TD Bank (TSX:TD)(NYSE:TD) is the darling of Canadian bank stocks. Although eclipsed by RBC in terms of revenue and market cap, it has been the biggest gainer of the Big Six, rising 46% (plus dividends) over the past five years.
Recently, however, concerns have arisen over the possibility that a housing slump will hurt TD’s earnings. Since banks make much of their money off mortgages, any decline in domestic home prices can put a major dent in revenue. TD is somewhat less exposed to this than most Canadian banks, as its U.S. retail business makes up over 30% of its total earnings. However, after a somewhat disappointing Q1 earnings report, some are worried that the housing market may be taking TD down with it.
To see whether that’s the case, we’ll first need to understand what exactly happened in Q1.
Q1 earnings miss
TD Bank’s Q1 report included a number of items that some considered disappointing. Chief among those was net income, which came in at $2.5 billion — a year-over-year increase of just 2.4%. EPS came in at $1.57, $0.15 short of analyst expectations. Revenue increased more, at 5.4% year over year, but both sales and profit growth metrics were down from past quarters.
Are mortgages the culprit?
It’s one thing to point out that TD had a lacklustre quarter in Q1, but quite another to show what the culprit was. Given all the talk about the housing slowdown, that seems like a good place to start.
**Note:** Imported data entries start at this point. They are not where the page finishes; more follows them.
pub mod edge_list;
pub mod parser;
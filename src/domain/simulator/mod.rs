pub mod frame_driver;
pub mod scenario;
pub mod sweep;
According to TD’s Q1 report to shareholders, the bank had $225.7 billion in mortgages in Q1, up from $225.1 billion in the previous quarter. While there’s some growth happening here, it’s a paltry percentage increase, and may partially account for why TD’s revenue growth slowed in Q1. Although “total mortgages” is not the same as “interest earned on mortgages,” it stands to reason that little growth in mortgages would result in little revenue growth as well.
U.S. retail still kicking
One bright spot in TD’s Q1 report was the bank’s U.S. retail results. U.S. retail has recently been TD’s ace in the hole, and that didn’t stop in Q1, which saw the segment grow at 30% year over year. That is completely expected, because TD is still a small player in the U.S., with tonnes of room to grow. Currently the eighth-largest bank in the country, TD barely has any presence on the west coast, so it has tonnes of room for expansion in what’s already its fastest-growing market.
With all that said, TD’s Q1 growth WAS disappointing. Although there were some bright spots in the Q1 report, revenue and earnings growth simply failed to keep up with past performance. It looks like the housing slump may be a part of that, although a big downturn in wholesale banking could be the bigger issue. We’re also seeing early indications that U.S. housing is heading into a slump of its own, so even TD’s much-praised U.S. retail business could take a hit in the months ahead.